Here from the forums for your requested review. Sorry about the week long wait, I hope it wasn't too much of a bother! Firstly, your opening chapter definitely does a good job of introducing Laila to the reader. I think I do get a good sense of who she is as a person which is awesome, and I do feel quite intrigued on reading on and finding out more!

There's not really that much on to comment on, plotwise, as this chapter is quite short and generally focused on Laila's personal thoughts/narration. You do set up a vague idea of what the plot will be for the novel with how Laila has decided to show everyone "that I'm not the Malfoy everyone thinks I am." as she enters sixth year, with is great because it gets readers interested! I do hope that somewhere in your story you mention why it is in her sixth year that she has finally decided to reveal her real identity and what has influenced her to decide this. Hope that makes sense!

Characterisation... I have to admit that Laila does seem like a character that I've probably read about in other fanfics before.. but this is only the opening chapter and this small glimpse probably doesn't reflect her whole personality. However, I have to say that her personal voice in this chapter is definitely very strong and interesting to read - and she seems like quite a likeable character. The thing that made me feel as if I've read about a character like Laila before is how I've read plenty of other fanfics starting out in a very similar way: a personal narration introducing the character/family/background, etc. So to specifically answer your concern about whether it seems like you're just telling facts in this chapter.. it does seem that way to me, but there's nothing wrong with a chapter of facts and minimal plot if it's written well enough - which I think yours is. As such, despite how there's a lot of facts and how I feel like I've read this type of introduction before.. I find this a solid opening chapter that does the job well enough in convincing me, as a reader to read on (which I personally think is the main aim of an opening chapter).

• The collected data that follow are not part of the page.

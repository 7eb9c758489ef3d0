//! Full planning workflow through the binary: build a board, schedule a
//! week, verify the cascade on delete.

use assert_cmd::Command;
use predicates::prelude::*;
use tempfile::TempDir;

fn pauta_cmd() -> Command {
    let mut cmd = Command::cargo_bin("pauta").expect("Failed to find pauta binary");
    cmd.arg("--no-color");
    cmd
}

fn create_card(db_arg: &str, title: &str, pillar: &str) -> String {
    let output = pauta_cmd()
        .args([
            "--database-file",
            db_arg,
            "card",
            "create",
            title,
            "--pillar",
            pillar,
        ])
        .assert()
        .success()
        .get_output()
        .stdout
        .clone();

    String::from_utf8(output)
        .expect("Invalid UTF-8")
        .lines()
        .find_map(|line| line.split("with ID: ").nth(1))
        .expect("create echoes the card id")
        .trim()
        .to_string()
}

#[test]
fn test_week_planning_workflow() {
    let temp_dir = TempDir::new().expect("Failed to create temporary directory");
    let db_path = temp_dir.path().join("workflow.db");
    let db_arg = db_path.to_str().unwrap();

    let dor_id = create_card(db_arg, "A dor de planejar", "Dor");
    create_card(db_arg, "Como organizar a semana", "Educacao");
    create_card(db_arg, "Planeje com a pauta", "Solucao");

    // Suggest proposes one card per pillar, in pillar order
    pauta_cmd()
        .args(["--database-file", db_arg, "week", "suggest"])
        .assert()
        .success()
        .stdout(predicate::str::contains("1. [Dor]"))
        .stdout(predicate::str::contains("2. [Educacao]"))
        .stdout(predicate::str::contains("3. [Solucao]"));

    // Schedule spaces the three posts across the week
    pauta_cmd()
        .args([
            "--database-file",
            db_arg,
            "week",
            "schedule",
            "--start",
            "2026-09-07",
        ])
        .assert()
        .success()
        .stdout(predicate::str::contains("Scheduled 3 post(s)"))
        .stdout(predicate::str::contains("2026-09-07"))
        .stdout(predicate::str::contains("2026-09-09"))
        .stdout(predicate::str::contains("2026-09-11"));

    // Scheduled cards left the suggestion pool
    pauta_cmd()
        .args(["--database-file", db_arg, "week", "suggest"])
        .assert()
        .success()
        .stdout(predicate::str::contains("No suggestions"));

    // The cards were marked Agendado in the same batch
    pauta_cmd()
        .args(["--database-file", db_arg, "card", "show", &dor_id])
        .assert()
        .success()
        .stdout(predicate::str::contains("Agendado"));

    // Deleting a card removes its calendar post in the same transition
    pauta_cmd()
        .args(["--database-file", db_arg, "card", "delete", &dor_id])
        .assert()
        .success()
        .stdout(predicate::str::contains("to trash"))
        .stdout(predicate::str::contains("1 calendar post(s)"));

    pauta_cmd()
        .args(["--database-file", db_arg, "post", "list"])
        .assert()
        .success()
        .stdout(predicate::str::contains("A dor de planejar").not());
}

A few quick spelling/punctuation/grammar errors: I believe death eater and quidditch should both be capitalised to read Death Eater and Quidditch. With the phrase "a charmer among girl" this would make better sense with the plural girls. With "...bullied.No", a space after the full stop is missing. Lastly, I think "But my eyes, those were Malfoy." sounds a bit strange as following "those were.." you'd be expecting an adjective but instead you've got Malfoy there - a noun. Maybe it might sound better reworded like this? But my eyes, those were of a Malfoy.

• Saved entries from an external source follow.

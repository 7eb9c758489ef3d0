//! Calendar-post operations for the PlanningStore.

use jiff::Timestamp;
use log::debug;
use uuid::Uuid;

use super::PlanningStore;
use crate::{
    error::Result,
    models::{CalendarPost, CardStatus, Channel, UpdatePostRequest},
    params::CreatePost,
};

impl PlanningStore {
    /// Creates a calendar post and queues a persist. Returns the created
    /// post synchronously.
    ///
    /// The end defaults to one day after the start. An explicit channel
    /// wins; otherwise the channel is inferred from the source card's
    /// format (Feed when there is no card). When the post references a
    /// card, that card is marked Agendado in the same state transition. A
    /// reference to an id no longer on the board is dropped rather than
    /// stored, keeping every persisted reference live.
    pub fn add_calendar_post(&self, params: &CreatePost) -> Result<CalendarPost> {
        let explicit_channel = params.validate()?;

        // Resolve the source card before mutating; the borrow must not
        // overlap the send_modify below.
        let (card_id, card_format) = {
            let state = self.state.borrow();
            match params.idea_card_id.and_then(|id| state.find_card(id)) {
                Some(card) => (Some(card.id), card.layers.format),
                None => {
                    if let Some(id) = params.idea_card_id {
                        debug!("add_calendar_post: dropping reference to unknown card {id}");
                    }
                    (None, None)
                }
            }
        };

        let channel = explicit_channel.unwrap_or_else(|| Channel::infer(card_format));
        let mut post = CalendarPost::new(
            params.title.clone(),
            params.starts_at,
            params.ends_at,
            channel,
        );
        post.idea_card_id = card_id;
        post.notes = params.notes.clone();

        let created = post.clone();
        self.state.send_modify(|state| {
            state.posts.push(post);
            if let Some(id) = card_id {
                if let Some(card) = state.cards.iter_mut().find(|c| c.id == id) {
                    card.status = CardStatus::Scheduled;
                    card.updated_at = Timestamp::now();
                }
            }
        });
        self.queue_save();
        Ok(created)
    }

    /// Merges a partial update into the post with the given id. Moving the
    /// start without an explicit end regenerates the one-day-later default.
    /// Silent no-op when the id matches nothing.
    pub fn update_calendar_post(
        &self,
        id: Uuid,
        request: &UpdatePostRequest,
    ) -> Option<CalendarPost> {
        let mut updated = None;
        self.state.send_if_modified(|state| {
            let Some(post) = state.posts.iter_mut().find(|p| p.id == id) else {
                return false;
            };
            request.apply(post);
            updated = Some(post.clone());
            true
        });

        if updated.is_some() {
            self.queue_save();
        } else {
            debug!("update_calendar_post: no post with id {id}");
        }
        updated
    }

    /// Removes the post with the given id. No cascade: the referenced card,
    /// if any, keeps its status. Returns whether a post was removed.
    pub fn delete_calendar_post(&self, id: Uuid) -> bool {
        let removed = self.state.send_if_modified(|state| {
            let before = state.posts.len();
            state.posts.retain(|p| p.id != id);
            state.posts.len() != before
        });

        if removed {
            self.queue_save();
        } else {
            debug!("delete_calendar_post: no post with id {id}");
        }
        removed
    }

    /// Calendar posts ordered by start.
    pub fn agenda(&self) -> Vec<CalendarPost> {
        let mut posts = self.state.borrow().posts.clone();
        posts.sort_by_key(|p| p.starts_at);
        posts
    }
}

Lastly, this might be just a personal preference.. but I found that the multiple gaps between every line was a bit distracting. I feel like you could perhaps group two or three of the lines together sometimes? Or maybe reduce the two-line gaps to a one-line gap? This isn't really that much of an issue, just pointing it out (not sure if other people feel this way too or not). Overall though, I found this to be an interesting first chapter and you've written it quite well! One phrase that I absolutely loved was "I was a snake in red and gold robes." I never intend to write so much in my reviews but I hope this helps somehow! I enjoyed reading this :)

- Charlotte/maskedmuggle :)

Author's Response: That's fine! Sorry about replying to this so late :S

Yup, this isn't really a plot chapter as it is a prologue to get the ball rolling! I get what you mean. Her reason for doing it in her sixth year is kind of explained in the third (i think?) chapter.

I wrote the beginning to this a couple years back, hence why it may not sound so original (i was a 7th grader who was super into the cliche next gen stories(not that they were bad, but they were kind of repetitive)). I've just never been able to find a different way to start the story, which is why i'm keeping it like this for now, Hopefully I'll be comfortable enough later on to edit it because I feel the same way as you do about it.

Thanks for spotting the grammar error, will fix that ;)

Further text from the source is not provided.